To find evidence of early microbial life and to learn more about the water cycle that sculpted Mars’ surface and innards, scientists want to analyze Martian samples with high-tech lab equipment on Earth. With each campaign, the team explores and studies a new area.
The recently collected sample is the 16th cored rock sample of the mission. It was cored from a rock called ‘Berea.’
According to scientists, Berea must have formed from rock deposits carried downstream by an ancient river to this location. The team finds the rock particularly promising because it suggests that the material may have originated from a region that is far larger than Jezero Crater.
Katie Stack Morgan, deputy project scientist for Perseverance at NASA’s Jet Propulsion Laboratory in Southern California, said, “The second reason is that the rock is rich in carbonate. Carbonate rocks on Earth can be good at preserving fossilized lifeforms. If biosignatures were present in this part of Jezero Crater, it could be a rock like this one that could very well hold their secrets.”

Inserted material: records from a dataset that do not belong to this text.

//! Track queue reconciler.
//!
//! The reconciler keeps two projections of the room queue:
//!   - the *authoritative* queue, last pushed by the session authority,
//!   - the *local* queue, shown to the participant, which may diverge
//!     while a drag reorder is in flight.
//!
//! Local edits never invent or drop ids on their own: every edit is
//! expressed as a complete replacement list sent to the authority, and
//! only the authority's next push changes the id-set for good. Two
//! concurrent edits from different participants are not merged: the
//! last push received by the authority wins.
//!
//! The reconciler never talks to the session channel itself. Operations
//! that need to reach the authority return the `ClientEvent` to send, after
//! local state has already been updated.

use std::collections::HashSet;

use tracing::{debug, warn};

use crate::errors::RoomError;
use crate::model::{MediaReference, TrackIdGenerator};
use crate::protocol::ClientEvent;
use crate::resolver::MediaIdResolver;

pub struct TrackQueue {
    authoritative: Vec<MediaReference>,
    local: Vec<MediaReference>,
    /// Tracks proposed by this client and not yet confirmed by a push.
    pending: Vec<MediaReference>,
    reorder_active: bool,
    /// Last version supplied by the authority, if it versions its pushes.
    version: Option<u64>,
    resolver: Box<dyn MediaIdResolver>,
    ids: TrackIdGenerator,
}

impl TrackQueue {
    /// `client_id` salts the ids of tracks proposed from this queue.
    pub fn new(resolver: Box<dyn MediaIdResolver>, client_id: &str) -> Self {
        Self {
            authoritative: Vec::new(),
            local: Vec::new(),
            pending: Vec::new(),
            reorder_active: false,
            version: None,
            resolver,
            ids: TrackIdGenerator::new(client_id),
        }
    }

    /// Forgets everything learned from the previous room, including the
    /// last authoritative version.
    pub fn reset(&mut self) {
        self.authoritative.clear();
        self.local.clear();
        self.pending.clear();
        self.reorder_active = false;
        self.version = None;
    }

    pub fn authoritative(&self) -> &[MediaReference] {
        &self.authoritative
    }

    pub fn local(&self) -> &[MediaReference] {
        &self.local
    }

    pub fn pending(&self) -> &[MediaReference] {
        &self.pending
    }

    /// Local queue followed by optimistically added tracks.
    pub fn display_queue(&self) -> Vec<MediaReference> {
        let mut items = self.local.clone();
        items.extend(self.pending.iter().cloned());
        items
    }

    pub fn is_reordering(&self) -> bool {
        self.reorder_active
    }

    pub fn version(&self) -> Option<u64> {
        self.version
    }

    pub fn len(&self) -> usize {
        self.local.len()
    }

    pub fn is_empty(&self) -> bool {
        self.local.is_empty()
    }

    pub fn index_of(&self, id: &str) -> Option<usize> {
        self.local.iter().position(|t| t.id() == id)
    }

    pub fn get(&self, index: usize) -> Option<&MediaReference> {
        self.local.get(index)
    }

    /// Replaces the authoritative queue with a push from the authority.
    ///
    /// The local queue follows unless a drag is in progress. Duplicate ids
    /// in the push keep their first occurrence. Returns `false` when the
    /// push was ignored because it is older than the last seen version.
    pub fn set_authoritative(&mut self, tracks: Vec<MediaReference>, version: Option<u64>) -> bool {
        if let (Some(incoming), Some(known)) = (version, self.version) {
            if incoming < known {
                warn!(incoming, known, "Ignoring stale room-tracks push");
                return false;
            }
        }

        let tracks = dedup_by_id(tracks);
        debug!(
            len = tracks.len(),
            version = ?version,
            reordering = self.reorder_active,
            "Applying authoritative queue"
        );

        if version.is_some() {
            self.version = version;
        }
        self.pending.clear();
        if !self.reorder_active {
            self.local = tracks.clone();
        }
        self.authoritative = tracks;
        true
    }

    /// Resolves `url` and builds a new track proposal.
    ///
    /// Nothing is mutated when resolution fails. On success the track is
    /// only held as pending: the authority's next push decides membership.
    pub fn add_track(
        &mut self,
        url: &str,
        title: Option<&str>,
    ) -> Result<(MediaReference, ClientEvent), RoomError> {
        let url = url.trim();
        if url.is_empty() {
            return Err(RoomError::InvalidReference("empty URL".to_string()));
        }
        let media_id = self
            .resolver
            .resolve(url)
            .ok_or_else(|| RoomError::InvalidReference(url.to_string()))?;

        let title = match title.map(str::trim) {
            Some(t) if !t.is_empty() => t.to_string(),
            _ => MediaReference::default_title(&media_id),
        };
        let track = MediaReference::new(self.ids.next_id(), title, url, media_id);
        debug!(track_id = track.id(), media_id = track.media_id(), "Proposing new track");

        self.pending.push(track.clone());
        let event = ClientEvent::AddTrack {
            tracks: vec![track.clone()],
        };
        Ok((track, event))
    }

    /// Marks a drag as active. Authoritative pushes stop overwriting the
    /// local queue until `end_reorder` or `cancel_reorder`.
    pub fn begin_reorder(&mut self) {
        if !self.reorder_active {
            debug!("Reorder started");
            self.reorder_active = true;
        }
    }

    /// Applies an intermediate drag order to the local queue only.
    ///
    /// `order` must be a permutation of the local ids.
    pub fn reorder_locally<I, S>(&mut self, order: I) -> Result<(), RoomError>
    where
        I: IntoIterator<Item = S>,
        S: AsRef<str>,
    {
        if !self.reorder_active {
            return Err(RoomError::Reorder("no reorder in progress".to_string()));
        }

        let mut reordered = Vec::with_capacity(self.local.len());
        let mut seen = HashSet::new();
        for id in order {
            let id = id.as_ref();
            if !seen.insert(id.to_string()) {
                return Err(RoomError::Reorder(format!("track {} appears twice", id)));
            }
            let track = self
                .local
                .iter()
                .find(|t| t.id() == id)
                .ok_or_else(|| RoomError::UnknownTrack(id.to_string()))?;
            reordered.push(track.clone());
        }
        if reordered.len() != self.local.len() {
            return Err(RoomError::Reorder(format!(
                "expected {} tracks, got {}",
                self.local.len(),
                reordered.len()
            )));
        }

        self.local = reordered;
        Ok(())
    }

    /// Ends the drag and returns the final order as a `update-tracks` proposal.
    ///
    /// If the authority pushed a different id-set during the drag, the
    /// local order is restricted to the ids still present and new ids are
    /// appended in authoritative order.
    pub fn end_reorder(&mut self) -> Result<ClientEvent, RoomError> {
        if !self.reorder_active {
            return Err(RoomError::Reorder("no reorder in progress".to_string()));
        }
        self.reorder_active = false;

        let known: HashSet<&str> = self.authoritative.iter().map(|t| t.id()).collect();
        let mut merged: Vec<MediaReference> = self
            .local
            .iter()
            .filter(|t| known.contains(t.id()))
            .cloned()
            .collect();
        let kept: HashSet<String> = merged.iter().map(|t| t.id().to_string()).collect();
        merged.extend(
            self.authoritative
                .iter()
                .filter(|t| !kept.contains(t.id()))
                .cloned(),
        );

        debug!(len = merged.len(), "Reorder finished");
        self.local = merged.clone();
        Ok(self.update_event(merged))
    }

    /// Abandons a drag and restores the authoritative order.
    pub fn cancel_reorder(&mut self) {
        if self.reorder_active {
            debug!("Reorder cancelled");
            self.reorder_active = false;
            self.local = self.authoritative.clone();
        }
    }

    /// Removes `id` from the local queue and returns the full resulting
    /// list as a proposal.
    pub fn delete_track(&mut self, id: &str) -> Result<ClientEvent, RoomError> {
        let before = self.local.len();
        let remaining: Vec<MediaReference> =
            self.local.iter().filter(|t| t.id() != id).cloned().collect();
        if remaining.len() == before {
            return Err(RoomError::UnknownTrack(id.to_string()));
        }

        debug!(track_id = id, "Deleting track");
        self.local = remaining.clone();
        Ok(self.update_event(remaining))
    }

    pub fn clear_all(&mut self) -> ClientEvent {
        debug!(len = self.local.len(), "Clearing queue");
        self.local.clear();
        self.pending.clear();
        self.update_event(Vec::new())
    }

    fn update_event(&self, tracks: Vec<MediaReference>) -> ClientEvent {
        ClientEvent::UpdateTracks {
            tracks,
            base_version: self.version,
        }
    }
}

fn dedup_by_id(tracks: Vec<MediaReference>) -> Vec<MediaReference> {
    let mut seen = HashSet::new();
    tracks
        .into_iter()
        .filter(|t| {
            let fresh = seen.insert(t.id().to_string());
            if !fresh {
                warn!(track_id = t.id(), "Dropping duplicate track id in push");
            }
            fresh
        })
        .collect()
}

Perseverance’s project scientist, Ken Farley of Caltech in Pasadena, said, “The Berea core highlights the beauty of rover missions. Perseverance’s mobility has allowed us to collect igneous samples from the relatively flat crater floor during the first campaign and then travel to the base of the crater’s delta, where we found fine-grained sedimentary rocks deposited in a dried lakebed. Now we are sampling from a geologic location where we find coarse-grained sedimentary rocks deposited in a river.”
“With this diversity of environments to observe and collect from, we are confident that these samples will allow us to understand better what occurred here at Jezero Crater billions of years ago.”